Extracted data entries
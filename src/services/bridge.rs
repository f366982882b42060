//! Rendezvous between the orchestrator (producer) and the worker's response
//! inquiry (consumer), keyed by request id. Neither side may assume the
//! other arrives first: an early envelope is stashed until asked for, an
//! early inquiry parks until delivery, and both paths hand over exactly one
//! envelope to exactly one consumer.

use dashmap::DashMap;
use dashmap::mapref::entry::Entry;
use std::time::Duration;
use tokio::sync::oneshot;
use tokio::time::timeout;
use tracing::{debug, warn};

use crate::models::envelope::ResponseEnvelope;

pub const DEFAULT_CONSUMER_TIMEOUT: Duration = Duration::from_secs(30);

enum Slot {
    /// Envelope arrived before anyone asked for it.
    Stored(ResponseEnvelope),
    /// Consumer asked before the envelope arrived.
    Waiting(oneshot::Sender<ResponseEnvelope>),
    /// Consumer gave up; a late delivery is dropped on sight.
    TimedOut,
}

pub struct ResponseBridge {
    slots: DashMap<String, Slot>,
    consumer_timeout: Duration,
}

impl Default for ResponseBridge {
    fn default() -> Self {
        Self::new()
    }
}

impl ResponseBridge {
    pub fn new() -> Self {
        Self::with_timeout(DEFAULT_CONSUMER_TIMEOUT)
    }

    pub fn with_timeout(consumer_timeout: Duration) -> Self {
        Self {
            slots: DashMap::new(),
            consumer_timeout,
        }
    }

    /// Hand the computed envelope to whoever is (or will be) asking for this
    /// request id. At most one delivery per id takes effect; duplicates and
    /// deliveries after the consumer timed out are logged and dropped.
    pub fn deliver(&self, request_id: &str, envelope: ResponseEnvelope) {
        match self.slots.entry(request_id.to_string()) {
            Entry::Occupied(occupied) => match occupied.get() {
                Slot::Waiting(_) => {
                    if let Slot::Waiting(sender) = occupied.remove() {
                        // The receiver may have just timed out; nothing to do
                        // then, it already resolved with a 504.
                        if sender.send(envelope).is_err() {
                            warn!(request_id, "consumer_gone_envelope_dropped");
                        } else {
                            debug!(request_id, "envelope_delivered_to_waiting_consumer");
                        }
                    }
                }
                Slot::TimedOut => {
                    occupied.remove();
                    warn!(request_id, "late_delivery_after_timeout_ignored");
                }
                Slot::Stored(_) => {
                    warn!(request_id, "duplicate_delivery_ignored");
                }
            },
            Entry::Vacant(vacant) => {
                vacant.insert(Slot::Stored(envelope));
                debug!(request_id, "envelope_stashed_for_pickup");
            }
        }
    }

    /// Wait for the envelope for this request id. Resolves immediately when
    /// one is already stashed; otherwise parks until delivery or until the
    /// consumer timeout elapses, in which case a 504 envelope is fabricated
    /// locally; this safety net never depends on the producer side.
    pub async fn await_response(&self, request_id: &str) -> ResponseEnvelope {
        let receiver = match self.slots.entry(request_id.to_string()) {
            Entry::Occupied(occupied) => match occupied.remove() {
                Slot::Stored(envelope) => {
                    debug!(request_id, "stashed_envelope_consumed");
                    return envelope;
                }
                // A second consumer for the same id displaces the first;
                // the displaced receiver resolves via its timeout arm.
                Slot::Waiting(_) | Slot::TimedOut => {
                    warn!(request_id, "consumer_replaced_existing_registration");
                    let (sender, receiver) = oneshot::channel();
                    self.slots
                        .insert(request_id.to_string(), Slot::Waiting(sender));
                    receiver
                }
            },
            Entry::Vacant(vacant) => {
                let (sender, receiver) = oneshot::channel();
                vacant.insert(Slot::Waiting(sender));
                receiver
            }
        };

        match timeout(self.consumer_timeout, receiver).await {
            Ok(Ok(envelope)) => envelope,
            _ => {
                warn!(request_id, "consumer_timed_out_fabricating_504");
                // Tombstone our own registration so a late delivery is
                // recognized and dropped; never touch a newer consumer's
                // live registration or a stash meant for it.
                match self.slots.entry(request_id.to_string()) {
                    Entry::Occupied(mut occupied) => {
                        if matches!(occupied.get(), Slot::Waiting(sender) if sender.is_closed()) {
                            occupied.insert(Slot::TimedOut);
                        }
                    }
                    Entry::Vacant(vacant) => {
                        vacant.insert(Slot::TimedOut);
                    }
                }
                ResponseEnvelope::gateway_timeout(request_id)
            }
        }
    }

    /// Number of unpaired entries (stashed, waiting, or tombstoned).
    pub fn pending_count(&self) -> usize {
        self.slots.len()
    }
}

- What is expected
Nothing should appear in the answer except the lines above from the line with "nothing to do" through the line with "vacant.insert(Slot::Stored(envelope));", both included, written out exactly.

- Exercise response
                        // The receiver may have just timed out; nothing to do
                        // then, it already resolved with a 504.
                        if sender.send(envelope).is_err() {
                            warn!(request_id, "consumer_gone_envelope_dropped");
                        } else {
                            debug!(request_id, "envelope_delivered_to_waiting_consumer");
                        }
                    }
                }
                Slot::TimedOut => {
                    occupied.remove();
                    warn!(request_id, "late_delivery_after_timeout_ignored");
                }
                Slot::Stored(_) => {
                    warn!(request_id, "duplicate_delivery_ignored");
                }
            },
            Entry::Vacant(vacant) => {
                vacant.insert(Slot::Stored(envelope));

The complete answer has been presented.